Most sixteen-year-olds in the year 2000 were not getting into the Boss. The Tacoma News Tribune described, in their review, “a Dome full of 30- and 40-somethings—like their hero a little thicker in body, a little higher on the hairline, a little grayer around the temples.” I was ahead of my time.
I pretended to be sick one day in seventh or eighth grade, likely tired of being bullied for the decidedly uncool opinion of liking Marvel comics and Star Wars (lol). I laid in bed watching VH1 (the adult contemporary version of MTV), a choice which was completely out of character. At this time, I had zero interest in music.
That fateful day, I found two things: my first favorite song (“Iris” by the Goo Goo Dolls, from the City of Angels soundtrack) and my first favorite musician.
On whatever show I was watching, they were interviewing the film director Jonathan Demme. He was talking about making a music video where the artist sung direct to camera, opposed to the far more typical practice of lip-syncing to the original track. The way he spoke about this guy made him sound like a living saint (in the city or otherwise): he was the pinnacle of integrity; an urban poet of the disenfranchised and the dispossessed; the voice of a generation. I was on the edge of my seat. I had to know who this person was.
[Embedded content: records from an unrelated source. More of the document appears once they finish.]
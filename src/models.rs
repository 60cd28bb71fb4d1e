use chrono::{DateTime, Utc};
use serde::{Deserialize, Serialize};
use std::fmt;
use std::str::FromStr;

/// Penalty units added by a single "add penalty" action.
pub const PENALTY_UNIT: u64 = 5;

#[derive(Debug, Clone, PartialEq, Eq, Serialize, Deserialize)]
pub struct Principal {
    pub uid: String,
    pub display_name: String,
    pub email: String,
}

/// A scheduled unit of work stored in its owner's private collection.
///
/// `start_time` is kept as the raw RFC 3339 string found in the document so a
/// malformed value can be detected and skipped at derivation time instead of
/// failing the whole snapshot.
#[derive(Debug, Clone, PartialEq, Serialize, Deserialize)]
pub struct Task {
    #[serde(default)]
    pub id: String,
    pub title: String,
    pub start_time: String,
    #[serde(default)]
    pub day: String,
    pub estimated_hours: f64,
    #[serde(default)]
    pub completed: bool,
    #[serde(default)]
    pub elapsed_seconds: Option<i64>,
    #[serde(default)]
    pub completed_at: Option<DateTime<Utc>>,
    #[serde(default)]
    pub alerted: bool,
}

impl Task {
    pub fn scheduled_start(&self) -> Option<DateTime<Utc>> {
        DateTime::parse_from_rfc3339(&self.start_time)
            .ok()
            .map(|dt| dt.with_timezone(&Utc))
    }
}

/// Validated input for a new task.
#[derive(Debug, Clone, PartialEq)]
pub struct TaskDraft {
    pub title: String,
    pub start: DateTime<Utc>,
    pub day: String,
    pub estimated_hours: f64,
}

#[derive(Debug, Clone, Copy, PartialEq, Eq, Serialize, Deserialize)]
#[serde(rename_all = "snake_case")]
pub enum StatsEntryKind {
    Completion,
    Penalty,
}

/// One timestamped contribution to a StatsRecord, used for period filtering.
#[derive(Debug, Clone, PartialEq, Serialize, Deserialize)]
pub struct StatsEntry {
    pub at: DateTime<Utc>,
    pub kind: StatsEntryKind,
    pub value: f64,
}

#[derive(Debug, Clone, PartialEq, Serialize, Deserialize)]
pub struct StatsRecord {
    #[serde(default)]
    pub uid: String,
    pub display_name: String,
    #[serde(default)]
    pub tasks_completed: u64,
    #[serde(default)]
    pub total_hours: f64,
    #[serde(default)]
    pub penalty: u64,
    #[serde(default)]
    pub last_reset_at: Option<DateTime<Utc>>,
    #[serde(default)]
    pub history: Vec<StatsEntry>,
}

#[derive(Debug, Clone, Copy, PartialEq, Eq, Default, Serialize, Deserialize)]
#[serde(rename_all = "lowercase")]
pub enum Period {
    Today,
    Week,
    Month,
    #[default]
    #[serde(alias = "all-time")]
    All,
}

impl FromStr for Period {
    type Err = String;

    fn from_str(value: &str) -> Result<Self, Self::Err> {
        match value.trim().to_ascii_lowercase().as_str() {
            "today" => Ok(Period::Today),
            "week" => Ok(Period::Week),
            "month" => Ok(Period::Month),
            "all" | "all-time" => Ok(Period::All),
            other => Err(format!("unknown period '{other}'")),
        }
    }
}

impl fmt::Display for Period {
    fn fmt(&self, f: &mut fmt::Formatter<'_>) -> fmt::Result {
        let label = match self {
            Period::Today => "today",
            Period::Week => "week",
            Period::Month => "month",
            Period::All => "all",
        };
        f.write_str(label)
    }
}

#[derive(Debug, Clone, PartialEq, Serialize)]
pub struct ChartPoint {
    pub label: String,
    pub value: f64,
}

#[derive(Debug, Clone, PartialEq, Serialize)]
pub struct ChartSeries {
    pub name: &'static str,
    pub points: Vec<ChartPoint>,
}

#[derive(Debug, Clone, PartialEq, Serialize)]
pub struct ChartSet {
    pub period: Period,
    pub tasks: ChartSeries,
    pub hours: ChartSeries,
    pub penalties: ChartSeries,
}

#[derive(Debug, Clone, PartialEq, Serialize)]
pub struct TimerView {
    pub task_id: String,
    pub elapsed_seconds: i64,
    pub running: bool,
}

#[derive(Debug, Clone, PartialEq, Serialize)]
pub struct Alert {
    pub task_id: String,
    pub title: String,
    pub at: DateTime<Utc>,
}

#[derive(Debug, Clone, Serialize)]
pub struct TaskView {
    pub now: DateTime<Utc>,
    pub active: Vec<Task>,
    pub upcoming: Vec<Task>,
    pub completed: Vec<Task>,
    pub timers: Vec<TimerView>,
    pub warnings: Vec<String>,
}

#[derive(Debug, Clone, Serialize)]
pub struct SessionResponse {
    pub ready: bool,
    pub principal: Option<Principal>,
}

#[derive(Debug, Clone, PartialEq, Serialize, Deserialize)]
pub struct ResetTicket {
    pub token: String,
    pub task_count: usize,
}

#[derive(Debug, Deserialize)]
pub struct SignInRequest {
    pub display_name: String,
    pub email: String,
}

#[derive(Debug, Deserialize)]
pub struct AddTaskRequest {
    pub title: String,
    pub start: String,
    pub hours: f64,
}

#[derive(Debug, Deserialize)]
pub struct DayFilterRequest {
    pub day: Option<String>,
}

#[derive(Debug, Deserialize)]
pub struct ChartQuery {
    pub period: Option<Period>,
}

#[derive(Debug, Deserialize)]
pub struct ResetConfirmRequest {
    pub token: String,
}

#[cfg(test)]
mod tests {
    use super::*;

    #[test]
    fn period_parses_aliases() {
        assert_eq!("today".parse::<Period>(), Ok(Period::Today));
        assert_eq!(" Week ".parse::<Period>(), Ok(Period::Week));
        assert_eq!("all-time".parse::<Period>(), Ok(Period::All));
        assert!("year".parse::<Period>().is_err());
    }

    #[test]
    fn task_with_bad_start_has_no_schedule() {
        let task = Task {
            id: "t1".into(),
            title: "Read".into(),
            start_time: "not a time".into(),
            day: String::new(),
            estimated_hours: 1.0,
            completed: false,
            elapsed_seconds: None,
            completed_at: None,
            alerted: false,
        };
        assert!(task.scheduled_start().is_none());
    }

    #[test]
    fn stats_record_tolerates_missing_optional_fields() {
        let record: StatsRecord =
            serde_json::from_value(serde_json::json!({ "display_name": "Ann" })).unwrap();
        assert_eq!(record.tasks_completed, 0);
        assert!(record.history.is_empty());
        assert!(record.last_reset_at.is_none());
    }
}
The video was “Streets of Philadelphia.” The artist was Bruce Springsteen.
Pretty soon thereafter, my dad drove my brother and I down to Buzzard’s in downtown Tacoma (another important first: my first record store) and I did what any clueless beginner would do:
I bought the greatest hits.
My Uncle Roland and Aunt Carol took me to the show. I knew my Uncle was a fan, and I strategically dropped the fact that Bruce was touring at a family gathering in the hopes he might pick up on my interest. It worked. The concert was on a Tuesday, a school night. Apparently, the show started late. I have no memory of that.
I don’t remember the band opening with “My Love Will Not Let You Down,” either. I was probably in a state of shock. If you’ve never been to an E Street Band show, they play with incredible force. It’s an adrenaline rush that lasts over three hours. My first—and strongest memory—was the second song they played, “Prove It All Night,” off of Darkness On the Edge of Town. The lights exploded in sync with the opening blasts of guitars/drums. I was, to borrow a phrase, blinded by the light.
I only knew the songs off the Greatest Hits album. Looking over the setlist now, I hadn’t heard hardly any of the songs they played, although several (“The Promised Land,” “Out in the Street,” “Because the Night,” “Jungleland”) would go on to become all-time favorites. We were pretty far from the stage. I didn’t care. I levitated from beginning to end.
The last “first,” and the most significant: after years of attending religious concerts, full of choirs and prayer, it was here, in a different kind of church, with a different kind of savior, that I had my first spiritual experience.